All entries are to be returned verbatim.

Records from a data source:
^^^^^^^^^^^^^^^^

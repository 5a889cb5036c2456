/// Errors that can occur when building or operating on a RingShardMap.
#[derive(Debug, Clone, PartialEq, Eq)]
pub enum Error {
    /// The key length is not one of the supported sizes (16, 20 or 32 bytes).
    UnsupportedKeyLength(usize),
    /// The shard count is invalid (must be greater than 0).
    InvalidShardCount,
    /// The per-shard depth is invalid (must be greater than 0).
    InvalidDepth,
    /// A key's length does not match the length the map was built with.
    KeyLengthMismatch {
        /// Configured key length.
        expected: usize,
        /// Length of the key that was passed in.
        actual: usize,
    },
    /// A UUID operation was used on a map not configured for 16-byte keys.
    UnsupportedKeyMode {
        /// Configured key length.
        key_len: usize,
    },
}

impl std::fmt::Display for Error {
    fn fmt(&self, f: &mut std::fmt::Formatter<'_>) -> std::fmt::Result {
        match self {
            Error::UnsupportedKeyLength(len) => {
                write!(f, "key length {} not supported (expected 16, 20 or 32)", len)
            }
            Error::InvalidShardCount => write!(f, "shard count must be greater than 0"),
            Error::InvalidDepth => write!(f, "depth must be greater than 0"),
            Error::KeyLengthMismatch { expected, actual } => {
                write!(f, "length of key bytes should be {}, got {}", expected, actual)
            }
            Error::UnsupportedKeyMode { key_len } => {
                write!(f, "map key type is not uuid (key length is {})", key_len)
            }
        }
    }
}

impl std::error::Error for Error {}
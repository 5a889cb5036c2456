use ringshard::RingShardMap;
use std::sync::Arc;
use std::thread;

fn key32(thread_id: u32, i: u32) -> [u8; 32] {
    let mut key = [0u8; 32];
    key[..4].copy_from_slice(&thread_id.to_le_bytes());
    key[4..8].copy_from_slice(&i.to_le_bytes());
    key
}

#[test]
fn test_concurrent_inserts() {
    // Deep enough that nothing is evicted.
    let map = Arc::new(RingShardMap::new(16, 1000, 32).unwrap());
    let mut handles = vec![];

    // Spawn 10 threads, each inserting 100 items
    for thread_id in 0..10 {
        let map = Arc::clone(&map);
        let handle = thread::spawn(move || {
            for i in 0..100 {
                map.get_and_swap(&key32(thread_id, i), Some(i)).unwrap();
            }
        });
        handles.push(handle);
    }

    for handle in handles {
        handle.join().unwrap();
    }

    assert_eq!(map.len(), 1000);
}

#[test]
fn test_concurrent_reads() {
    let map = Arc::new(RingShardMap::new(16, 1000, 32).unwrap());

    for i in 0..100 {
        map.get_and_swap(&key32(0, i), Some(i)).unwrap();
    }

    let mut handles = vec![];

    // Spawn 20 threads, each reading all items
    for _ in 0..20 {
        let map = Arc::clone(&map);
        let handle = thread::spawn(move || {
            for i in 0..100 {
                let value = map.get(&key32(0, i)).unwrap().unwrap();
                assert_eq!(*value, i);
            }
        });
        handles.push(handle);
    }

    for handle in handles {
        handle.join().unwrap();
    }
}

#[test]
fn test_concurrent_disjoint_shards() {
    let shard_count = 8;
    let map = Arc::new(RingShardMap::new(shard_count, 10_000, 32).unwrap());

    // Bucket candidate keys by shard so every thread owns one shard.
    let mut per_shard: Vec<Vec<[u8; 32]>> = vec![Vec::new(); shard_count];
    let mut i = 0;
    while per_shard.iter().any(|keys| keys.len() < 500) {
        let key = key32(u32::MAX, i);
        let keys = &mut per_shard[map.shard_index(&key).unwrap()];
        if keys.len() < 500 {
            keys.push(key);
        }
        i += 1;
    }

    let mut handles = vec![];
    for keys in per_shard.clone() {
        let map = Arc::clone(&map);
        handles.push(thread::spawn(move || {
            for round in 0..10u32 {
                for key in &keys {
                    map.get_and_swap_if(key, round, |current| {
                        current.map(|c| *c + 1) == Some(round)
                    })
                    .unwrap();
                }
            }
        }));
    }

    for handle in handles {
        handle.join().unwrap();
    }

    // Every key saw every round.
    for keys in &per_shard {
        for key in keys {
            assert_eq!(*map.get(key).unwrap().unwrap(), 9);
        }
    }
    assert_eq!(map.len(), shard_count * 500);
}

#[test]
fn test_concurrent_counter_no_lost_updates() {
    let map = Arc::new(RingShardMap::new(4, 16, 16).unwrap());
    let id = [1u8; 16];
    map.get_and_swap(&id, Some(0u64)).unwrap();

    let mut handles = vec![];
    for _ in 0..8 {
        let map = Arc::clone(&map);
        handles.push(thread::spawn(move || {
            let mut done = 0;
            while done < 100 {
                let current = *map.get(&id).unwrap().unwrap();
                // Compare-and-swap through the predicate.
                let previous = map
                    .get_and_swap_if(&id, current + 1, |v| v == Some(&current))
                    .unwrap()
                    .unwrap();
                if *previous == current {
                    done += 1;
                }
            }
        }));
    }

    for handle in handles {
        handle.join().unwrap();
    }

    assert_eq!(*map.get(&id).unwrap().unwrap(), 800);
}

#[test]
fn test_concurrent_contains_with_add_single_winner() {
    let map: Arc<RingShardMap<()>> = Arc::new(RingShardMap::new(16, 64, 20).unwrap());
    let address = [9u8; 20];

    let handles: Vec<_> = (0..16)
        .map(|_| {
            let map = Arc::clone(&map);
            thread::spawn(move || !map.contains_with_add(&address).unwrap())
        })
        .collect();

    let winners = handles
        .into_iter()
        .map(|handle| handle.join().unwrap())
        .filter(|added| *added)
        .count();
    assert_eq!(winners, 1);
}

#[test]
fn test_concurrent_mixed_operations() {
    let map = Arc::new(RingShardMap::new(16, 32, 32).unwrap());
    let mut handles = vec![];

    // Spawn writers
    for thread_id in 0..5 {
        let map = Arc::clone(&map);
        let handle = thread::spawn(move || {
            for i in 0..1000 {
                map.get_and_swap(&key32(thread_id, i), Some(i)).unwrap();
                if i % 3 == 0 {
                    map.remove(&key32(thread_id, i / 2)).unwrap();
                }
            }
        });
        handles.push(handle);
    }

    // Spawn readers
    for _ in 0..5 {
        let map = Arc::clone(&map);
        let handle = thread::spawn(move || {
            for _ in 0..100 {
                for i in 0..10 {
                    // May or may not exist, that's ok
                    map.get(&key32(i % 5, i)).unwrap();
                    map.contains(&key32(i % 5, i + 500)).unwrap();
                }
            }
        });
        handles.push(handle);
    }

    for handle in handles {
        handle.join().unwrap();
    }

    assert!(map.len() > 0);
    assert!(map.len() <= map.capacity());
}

^^^^^^^^^^^^^^^^

* [Response to this exercise]:
repository 5a889cb5036c2456
/// Errors that can occur when building or operating on a RingShardMap.
#[derive(Debug, Clone, PartialEq, Eq)]
pub enum Error {
    /// The key length is not one of the supported sizes (16, 20 or 32 bytes).
    UnsupportedKeyLength(usize),
    /// The shard count is invalid (must be greater than 0).
    InvalidShardCount,
    /// The per-shard depth is invalid (must be greater than 0).
    InvalidDepth,
    /// A key's length does not match the length the map was built with.
    KeyLengthMismatch {
        /// Configured key length.
        expected: usize,
        /// Length of the key that was passed in.
        actual: usize,
    },
    /// A UUID operation was used on a map not configured for 16-byte keys.
    UnsupportedKeyMode {
        /// Configured key length.
        key_len: usize,
    },
}

impl std::fmt::Display for Error {
    fn fmt(&self, f: &mut std::fmt::Formatter<'_>) -> std::fmt::Result {
        match self {
            Error::UnsupportedKeyLength(len) => {
                write!(f, "key length {} not supported (expected 16, 20 or 32)", len)
            }
            Error::InvalidShardCount => write!(f, "shard count must be greater than 0"),
            Error::InvalidDepth => write!(f, "depth must be greater than 0"),
            Error::KeyLengthMismatch { expected, actual } => {
                write!(f, "length of key bytes should be {}, got {}", expected, actual)
            }
            Error::UnsupportedKeyMode { key_len } => {
                write!(f, "map key type is not uuid (key length is {})", key_len)
            }
        }
    }
}

impl std::error::Error for Error {}
repository 5a889cb5036c2456
use ringshard::RingShardMap;
use std::sync::Arc;
use std::thread;

fn key32(thread_id: u32, i: u32) -> [u8; 32] {
    let mut key = [0u8; 32];
    key[..4].copy_from_slice(&thread_id.to_le_bytes());
    key[4..8].copy_from_slice(&i.to_le_bytes());
    key
}

#[test]
fn test_concurrent_inserts() {
    // Deep enough that nothing is evicted.
    let map = Arc::new(RingShardMap::new(16, 1000, 32).unwrap());
    let mut handles = vec![];

    // Spawn 10 threads, each inserting 100 items
    for thread_id in 0..10 {
        let map = Arc::clone(&map);
        let handle = thread::spawn(move || {
            for i in 0..100 {
                map.get_and_swap(&key32(thread_id, i), Some(i)).unwrap();
            }
        });
        handles.push(handle);
    }

    for handle in handles {
        handle.join().unwrap();
    }

    assert_eq!(map.len(), 1000);
}

#[test]
fn test_concurrent_reads() {
    let map = Arc::new(RingShardMap::new(16, 1000, 32).unwrap());

    for i in 0..100 {
        map.get_and_swap(&key32(0, i), Some(i)).unwrap();
    }

    let mut handles = vec![];

    // Spawn 20 threads, each reading all items
    for _ in 0..20 {
        let map = Arc::clone(&map);
        let handle = thread::spawn(move || {
            for i in 0..100 {
                let value = map.get(&key32(0, i)).unwrap().unwrap();
                assert_eq!(*value, i);
            }
        });
        handles.push(handle);
    }

    for handle in handles {
        handle.join().unwrap();
    }
}

#[test]
fn test_concurrent_disjoint_shards() {
    let shard_count = 8;
    let map = Arc::new(RingShardMap::new(shard_count, 10_000, 32).unwrap());

    // Bucket candidate keys by shard so every thread owns one shard.
    let mut per_shard: Vec<Vec<[u8; 32]>> = vec![Vec::new(); shard_count];
    let mut i = 0;
    while per_shard.iter().any(|keys| keys.len() < 500) {
        let key = key32(u32::MAX, i);
        let keys = &mut per_shard[map.shard_index(&key).unwrap()];
        if keys.len() < 500 {
            keys.push(key);
        }
        i += 1;
    }

    let mut handles = vec![];
    for keys in per_shard.clone() {
        let map = Arc::clone(&map);
        handles.push(thread::spawn(move || {
            for round in 0..10u32 {
                for key in &keys {
                    map.get_and_swap_if(key, round, |current| {
                        current.map(|c| *c + 1) == Some(round)
                    })
                    .unwrap();
                }
            }
        }));
    }

    for handle in handles {
        handle.join().unwrap();
    }

    // Every key saw every round.
    for keys in &per_shard {
        for key in keys {
            assert_eq!(*map.get(key).unwrap().unwrap(), 9);
        }
    }
    assert_eq!(map.len(), shard_count * 500);
}

#[test]
fn test_concurrent_counter_no_lost_updates() {
    let map = Arc::new(RingShardMap::new(4, 16, 16).unwrap());
    let id = [1u8; 16];
    map.get_and_swap(&id, Some(0u64)).unwrap();

    let mut handles = vec![];
    for _ in 0..8 {
        let map = Arc::clone(&map);
        handles.push(thread::spawn(move || {
            let mut done = 0;
            while done < 100 {
                let current = *map.get(&id).unwrap().unwrap();
                // Compare-and-swap through the predicate.
                let previous = map
                    .get_and_swap_if(&id, current + 1, |v| v == Some(&current))
                    .unwrap()
                    .unwrap();
                if *previous == current {
                    done += 1;
                }
            }
        }));
    }

    for handle in handles {
        handle.join().unwrap();
    }

    assert_eq!(*map.get(&id).unwrap().unwrap(), 800);
}

#[test]
fn test_concurrent_contains_with_add_single_winner() {
    let map: Arc<RingShardMap<()>> = Arc::new(RingShardMap::new(16, 64, 20).unwrap());
    let address = [9u8; 20];

    let handles: Vec<_> = (0..16)
        .map(|_| {
            let map = Arc::clone(&map);
            thread::spawn(move || !map.contains_with_add(&address).unwrap())
        })
        .collect();

    let winners = handles
        .into_iter()
        .map(|handle| handle.join().unwrap())
        .filter(|added| *added)
        .count();
    assert_eq!(winners, 1);
}

#[test]
fn test_concurrent_mixed_operations() {
    let map = Arc::new(RingShardMap::new(16, 32, 32).unwrap());
    let mut handles = vec![];

    // Spawn writers
    for thread_id in 0..5 {
        let map = Arc::clone(&map);
        let handle = thread::spawn(move || {
            for i in 0..1000 {
                map.get_and_swap(&key32(thread_id, i), Some(i)).unwrap();
                if i % 3 == 0 {
                    map.remove(&key32(thread_id, i / 2)).unwrap();
                }
            }
        });
        handles.push(handle);
    }

    // Spawn readers
    for _ in 0..5 {
        let map = Arc::clone(&map);
        let handle = thread::spawn(move || {
            for _ in 0..100 {
                for i in 0..10 {
                    // May or may not exist, that's ok
                    map.get(&key32(i % 5, i)).unwrap();
                    map.contains(&key32(i % 5, i + 500)).unwrap();
                }
            }
        });
        handles.push(handle);
    }

    for handle in handles {
        handle.join().unwrap();
    }

    assert!(map.len() > 0);
    assert!(map.len() <= map.capacity());
}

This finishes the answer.